Такое изображение отношения человека к предметной реальности есть не что иное, как абстрактно-философское выражение техницистски-утилитарного в самом широком смысле понимания человеческой деятельности. Действительно, для тако­го рода практической активности и соответствующего воззрения на мир характер­ны следующие моменты: лишь внешнее упорядочивание предмета деятельности, одностороннее отношение к нему как пассивному объекту операций и манипуля­ции; изымание отдельных элементов действительности из их универсальных связей с остальным миром, атомизация реальности; представление о внешнепредметной данности как о чем-то нейтральном, аморфном и безжизненном, на что активность человека налагается извне (как субъективистский «произвол» над реальностью); понимание целей деятельности как «свободных» по отношению к «внешним» зако­номерностям мира, с коими приходится считаться лишь в плане выбора средств и методов. Философским истолкованием этого техницистского отношения к миру и человеческой деятельности и явилась неопозитивистская редукция многоплановых соотношений и взаимодействия человека и мира к «языковой реальности» — к одноплоскостной формализующей схеме, в которой можно «проигрывать» различ­ные функциональные зависимости и корреляции без раскрытия их онтологических оснований.

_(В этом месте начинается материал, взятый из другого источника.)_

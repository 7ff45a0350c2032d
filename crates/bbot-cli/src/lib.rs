// Library interface for bbot-cli so integration tests can reach the
// command parser, setup helpers and themes.

// commands.rs, setup.rs and theme.rs are also declared in main.rs; the path
// attribute points at the same source files.

#[path = "commands.rs"]
pub mod commands;

#[path = "setup.rs"]
pub mod setup;

#[path = "theme.rs"]
pub mod theme;

pub use commands::{handle_command, CommandResult};
pub use theme::Theme;
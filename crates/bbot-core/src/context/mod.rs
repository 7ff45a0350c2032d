mod history;
pub mod persistence;

pub use history::Conversation;
pub use persistence::{sanitize_filename, ConversationStore};
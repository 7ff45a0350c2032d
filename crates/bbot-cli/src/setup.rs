use anyhow::{bail, Result};
use bbot_core::{ModelSelection, ProviderId, Settings};
use std::io::{BufRead, Write};

/// Apply `--provider` / `--model` to the loaded settings.
///
/// Changing provider resets the model to that provider's first catalog
/// entry before an explicit `--model` is applied.
pub fn apply_overrides(
    settings: &mut Settings,
    provider: Option<&str>,
    model: Option<&str>,
) -> Result<()> {
    let mut selection = ModelSelection::new(settings.provider);
    if selection.select_model(&settings.model).is_err() {
        tracing::warn!(
            "Configured model '{}' is not offered by {}; using {}",
            settings.model,
            settings.provider,
            selection.model()
        );
    }

    if let Some(provider) = provider {
        let provider: ProviderId = provider.parse()?;
        if provider != selection.provider() {
            selection.select_provider(provider);
        }
    }
    if let Some(model) = model {
        selection.select_model(model)?;
    }

    settings.provider = selection.provider();
    settings.model = selection.model().to_string();
    Ok(())
}

fn read_line<R: BufRead>(input: &mut R) -> Result<String> {
    let mut line = String::new();
    if input.read_line(&mut line)? == 0 {
        bail!("Input closed during setup");
    }
    Ok(line.trim().to_string())
}

/// Interactive provider and model choice. Empty answers keep the current
/// value.
pub fn choose_model<R: BufRead, W: Write>(
    input: &mut R,
    output: &mut W,
    selection: &mut ModelSelection,
) -> Result<()> {
    let providers: Vec<&str> = ProviderId::all().iter().map(|p| p.name()).collect();
    loop {
        write!(
            output,
            "Select API provider [{}] (current: {}): ",
            providers.join("/"),
            selection.provider()
        )?;
        output.flush()?;
        let answer = read_line(input)?;
        if answer.is_empty() {
            break;
        }
        match answer.parse::<ProviderId>() {
            Ok(provider) => {
                selection.select_provider(provider);
                break;
            }
            Err(e) => writeln!(output, "{e}")?,
        }
    }

    let models = selection.available_models();
    writeln!(output, "Models for {}:", selection.provider())?;
    for (i, model) in models.iter().enumerate() {
        writeln!(output, "  {}. {}", i + 1, model)?;
    }
    loop {
        write!(output, "Select model (current: {}): ", selection.model())?;
        output.flush()?;
        let answer = read_line(input)?;
        if answer.is_empty() {
            return Ok(());
        }
        let picked = match answer.parse::<usize>() {
            Ok(n) if (1..=models.len()).contains(&n) => models[n - 1].to_string(),
            _ => answer,
        };
        match selection.select_model(&picked) {
            Ok(()) => return Ok(()),
            Err(e) => writeln!(output, "{e}")?,
        }
    }
}

/// Plaintext API key entry.
pub fn prompt_api_key<R: BufRead, W: Write>(
    input: &mut R,
    output: &mut W,
    provider: ProviderId,
) -> Result<String> {
    loop {
        write!(output, "Enter your {provider} API key: ")?;
        output.flush()?;
        let key = read_line(input)?;
        if !key.is_empty() {
            return Ok(key);
        }
    }
}
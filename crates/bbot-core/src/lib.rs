pub mod error;
pub mod constants;
pub mod llm;
pub mod context;
pub mod config;
pub mod session;

// Re-export key types
pub use error::{BbotError, ProviderError};
pub use llm::{LlmClient, Message, ModelSelection, ProviderId, Role};
pub use context::{sanitize_filename, Conversation, ConversationStore};
pub use config::{ChatConfig, Settings};
pub use session::{ChatLog, ChatSession, LogEntry, LogKind, TurnOutcome};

В более поздней школе неопозитивизма, в так называемом лингвистическом анализе, или аналитической философии, предметом изучения становится уже не научный, а «обыденные языки», не идеальные модели языка, а «естественный» язык в том виде, в каком он употребляется «обычными людьми». Здесь еще более очевидной становится установка неопозитивизма на изучение «языковой реальнос­ти» как единственно доступного философскому осмыслению объекта. «Обычное словоупотребление», ситуации, «контексты» рассуждений, вкладываемый людьми обычно смысл в употребляемые ими слова и высказывания составляют теперь единственное поле философского опыта и его критерий. «Обыденное употребле­ние» как некое окончательное удостоверение правильности применения языка за­нимает в «лингвистическом анализе» место пресловутого «непосредственного дан­ного» Венского кружка. Проблема значения в аналитической философии получает новое толкование. — Это не вопрос о том, что вообще обозначается тем или иным термином (где еще скрыто отношение языка к предмету, хотя бы только мыслимому), а о том, в каком смысле употребляется слово или высказывание, т.е. вопрос, целиком ограниченный самой «языковой реальностью». Отсюда из­вестный лозунг аналитиков: «Не задавайте вопроса о значении слов, спрашивайте об их употреблении».

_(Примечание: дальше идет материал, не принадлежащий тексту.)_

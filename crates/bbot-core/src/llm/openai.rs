use crate::constants::endpoints;
use crate::error::ProviderError;
use crate::llm::traits::*;
use serde::{Deserialize, Serialize};

/// Chat completions client. Sends the full conversation on every request.
pub struct OpenAIClient {
    client: reqwest::Client,
    api_key: String,
    model: String,
    base_url: String,
}

impl OpenAIClient {
    pub fn new(api_key: impl Into<String>) -> Self {
        Self {
            client: reqwest::Client::new(),
            api_key: api_key.into(),
            model: crate::constants::models::O1_MINI.to_string(),
            base_url: endpoints::OPENAI_BASE_URL.to_string(),
        }
    }

    pub fn with_model(mut self, model: impl Into<String>) -> Self {
        self.model = model.into();
        self
    }

    /// Use a preconfigured HTTP client (proxy settings, timeouts).
    pub fn with_http_client(mut self, client: reqwest::Client) -> Self {
        self.client = client;
        self
    }

    pub fn with_base_url(mut self, url: impl Into<String>) -> Self {
        self.base_url = url.into().trim_end_matches('/').to_string();
        self
    }

    fn build_request<'a>(&'a self, history: &'a [Message]) -> OpenAIRequest<'a> {
        OpenAIRequest {
            model: &self.model,
            messages: history
                .iter()
                .map(|m| OpenAIMessageIn {
                    role: m.role.as_str(),
                    content: &m.content,
                })
                .collect(),
        }
    }
}

#[derive(Debug, Serialize)]
struct OpenAIRequest<'a> {
    model: &'a str,
    messages: Vec<OpenAIMessageIn<'a>>,
}

#[derive(Debug, Serialize)]
struct OpenAIMessageIn<'a> {
    role: &'a str,
    content: &'a str,
}

#[derive(Debug, Deserialize)]
struct OpenAIResponse {
    choices: Vec<OpenAIChoice>,
}

#[derive(Debug, Deserialize)]
struct OpenAIChoice {
    message: OpenAIMessageOut,
}

#[derive(Debug, Deserialize)]
struct OpenAIMessageOut {
    content: Option<String>,
}

/// Extract the first candidate's content from a chat completions body.
pub(crate) fn parse_reply(body: &str) -> Result<String, ProviderError> {
    let response: OpenAIResponse = serde_json::from_str(body)
        .map_err(|e| ProviderError::new(format!("Failed to parse response: {e}")))?;

    let choice = response
        .choices
        .into_iter()
        .next()
        .ok_or_else(|| ProviderError::new("No choices in OpenAI response"))?;

    choice
        .message
        .content
        .ok_or_else(|| ProviderError::new("OpenAI response has no message content"))
}

#[async_trait::async_trait]
impl LlmClient for OpenAIClient {
    async fn generate_reply(
        &self,
        history: &[Message],
        _latest_user_message: &str,
    ) -> Result<String, ProviderError> {
        let url = format!("{}/v1/chat/completions", self.base_url);
        let request_body = self.build_request(history);

        tracing::debug!(model = %self.model, messages = history.len(), "sending OpenAI request");

        let response = self
            .client
            .post(&url)
            .header("Authorization", format!("Bearer {}", self.api_key))
            .json(&request_body)
            .send()
            .await?;

        let status = response.status();
        let response_text = response.text().await?;

        if !status.is_success() {
            return Err(ProviderError::new(format!(
                "OpenAI API error ({}): {}",
                status, response_text
            )));
        }

        parse_reply(&response_text)
    }

    fn model(&self) -> &str {
        &self.model
    }
}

С этой точки зрения сформулировать, адекватно поставить и разрешить какую-либо содержательную (научную, философскую или житейско-практичес­кую) проблему значит просто выразить ее в той лингвистической форме, в какой она обычно, в обиходной, практической или мыслительной ситуации, формулирует­ся (что обычно по этому поводу говорят, как выражаются, какой смысл сюда вкладывается, что высказывается эксплицитно и что подразумевается имплицитно, какие приводятся доводы и какие чаще всего считаются убедительными и т.д.). Считается, что обычное языковое выражение и есть истинное содержание и логи­ческая структура данной проблемы. Задача философии как «науки» сводится тем самым к комментированию и «прояснению смысла» обыденных представлений, поскольку они нашли отображение и фиксацию в «естественном», житейском языке.